The Preservation League of New York State (Preserve NYS) is a nonprofit organization which works to preserve historic structures in New York.  Established in 1974, Preserve NYS supports preservation efforts through information on best practices, professional resources, grants, and awards to outstanding preservation projects.  Many projects in New York have benefited from the Preservation League's support, with 62 projects receiving grants between 2000 and 2004 alone.

A 2006 survey, supported by the New York State Council on the Arts, of the 2000 - 2004 Preserve NYS grant recipients found that funds supplied by the Preservation League “lead directly to the rehabilitation of historic places, leverage significant additional resources (cash and in-kind), and protect properties at the local, state and national levels through landmark designations.”  Approximately half of the projects supported by this group of grants were “cultural resources surveys,” resulting in 8,472 resources' identification and 1,294 new listings on the New York State or National Register of Historic Places.

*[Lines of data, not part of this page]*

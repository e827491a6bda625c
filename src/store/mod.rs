//! Shared-state store abstraction
//!
//! Failure bookkeeping lives in a store shared by every host of the fleet:
//! one hash per storage+host key (`failure_count`, `first_failure`,
//! `last_failure`) plus a sorted set of all known keys. Individual field
//! reads and writes are atomic; nothing here spans several keys in a
//! transaction.
//!
//! Implementations:
//! - [`MemoryStore`]: in-process, for tests and single-node setups
//! - [`RedisStore`]: the fleet-wide store

use async_trait::async_trait;
use std::time::Duration;

use crate::constants::{FIELD_FAILURE_COUNT, FIELD_FIRST_FAILURE, FIELD_LAST_FAILURE};
use crate::error::StoreError;

pub mod key;
pub mod memory;
pub mod redis;

pub use key::StorageKey;
pub use memory::MemoryStore;
pub use self::redis::{RedisConfig, RedisStore};

/// Hash fields of a failure record
#[derive(Debug, Clone, Copy, PartialEq, Eq, Hash)]
pub enum FailureField {
    FailureCount,
    FirstFailure,
    LastFailure,
}

impl FailureField {
    pub fn as_str(&self) -> &'static str {
        match self {
            FailureField::FailureCount => FIELD_FAILURE_COUNT,
            FailureField::FirstFailure => FIELD_FIRST_FAILURE,
            FailureField::LastFailure => FIELD_LAST_FAILURE,
        }
    }
}

/// Raw field values as read from the store; absent fields are `None`
#[derive(Debug, Clone, Copy, Default, PartialEq, Eq)]
pub struct StoredFields {
    pub failure_count: Option<u64>,
    pub first_failure: Option<i64>,
    pub last_failure: Option<i64>,
}

impl StoredFields {
    /// Parses the stringified values of the three hash fields
    pub fn parse(
        failure_count: Option<&str>,
        first_failure: Option<&str>,
        last_failure: Option<&str>,
    ) -> Result<Self, StoreError> {
        Ok(Self {
            failure_count: parse_field(FailureField::FailureCount, failure_count)?,
            first_failure: parse_field(FailureField::FirstFailure, first_failure)?,
            last_failure: parse_field(FailureField::LastFailure, last_failure)?,
        })
    }
}

fn parse_field<T: std::str::FromStr>(
    field: FailureField,
    raw: Option<&str>,
) -> Result<Option<T>, StoreError> {
    raw.map(|value| {
        value.parse().map_err(|_| StoreError::MalformedValue {
            field: field.as_str().to_string(),
            value: value.to_string(),
        })
    })
    .transpose()
}

/// Store holding failure hashes, the known-keys index and check leases
#[async_trait]
pub trait SharedStateStore: Send + Sync {
    /// Read all three failure fields of `key` in one round trip
    async fn read_fields(&self, key: &str) -> Result<StoredFields, StoreError>;

    /// Set one field, leaving the others untouched
    async fn write_field(&self, key: &str, field: FailureField, value: i64)
        -> Result<(), StoreError>;

    /// Remove one field, leaving the others untouched
    async fn clear_field(&self, key: &str, field: FailureField) -> Result<(), StoreError>;

    /// Add `key` to the known-keys index (re-adding updates the score)
    async fn register_known_key(&self, key: &str, score: f64) -> Result<(), StoreError>;

    /// Every key in the known-keys index, ordered by score then name
    async fn all_known_keys(&self) -> Result<Vec<String>, StoreError>;

    /// Remove the hash stored at `key`
    async fn delete_key(&self, key: &str) -> Result<(), StoreError>;

    /// Delete every known key and the index itself; a no-op when empty
    async fn reset_all(&self) -> Result<(), StoreError>;

    /// Take the lease `name` for `token` unless someone else holds it
    async fn try_acquire_lease(
        &self,
        name: &str,
        token: &str,
        ttl: Duration,
    ) -> Result<bool, StoreError>;

    /// Release the lease `name` if it is still owned by `token`
    async fn release_lease(&self, name: &str, token: &str) -> Result<bool, StoreError>;
}

#[cfg(test)]
mod tests {
    use super::*;

    #[test]
    fn test_field_names_match_wire_contract() {
        assert_eq!(FailureField::FailureCount.as_str(), "failure_count");
        assert_eq!(FailureField::FirstFailure.as_str(), "first_failure");
        assert_eq!(FailureField::LastFailure.as_str(), "last_failure");
    }

    #[test]
    fn test_parse_absent_fields() {
        let fields = StoredFields::parse(None, None, None).unwrap();
        assert_eq!(fields, StoredFields::default());
    }

    #[test]
    fn test_parse_stringified_values() {
        let fields =
            StoredFields::parse(Some("3"), Some("1700000000"), Some("1700000060")).unwrap();
        assert_eq!(fields.failure_count, Some(3));
        assert_eq!(fields.first_failure, Some(1_700_000_000));
        assert_eq!(fields.last_failure, Some(1_700_000_060));
    }

    #[test]
    fn test_parse_rejects_garbage() {
        let err = StoredFields::parse(Some("many"), None, None).unwrap_err();
        assert_eq!(
            err,
            StoreError::MalformedValue {
                field: "failure_count".to_string(),
                value: "many".to_string(),
            }
        );
    }

    #[test]
    fn test_store_trait_is_object_safe() {
        fn _takes_dyn(_store: &dyn SharedStateStore) {}
    }
}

A list of projects which have received the Preservation League's “Excellence in Historic Preservation Awards” can be found here.  An example of such a project is the Altamont, NY Free Library.

Its offices are housed in the Building at 44 Central Avenue, listed on the National Register of Historic Places in 2014.

References

External links 
 Preservation League of New York State

Non-profit organizations based in New York (state)
Historic preservation organizations in the United States
History of New York (state)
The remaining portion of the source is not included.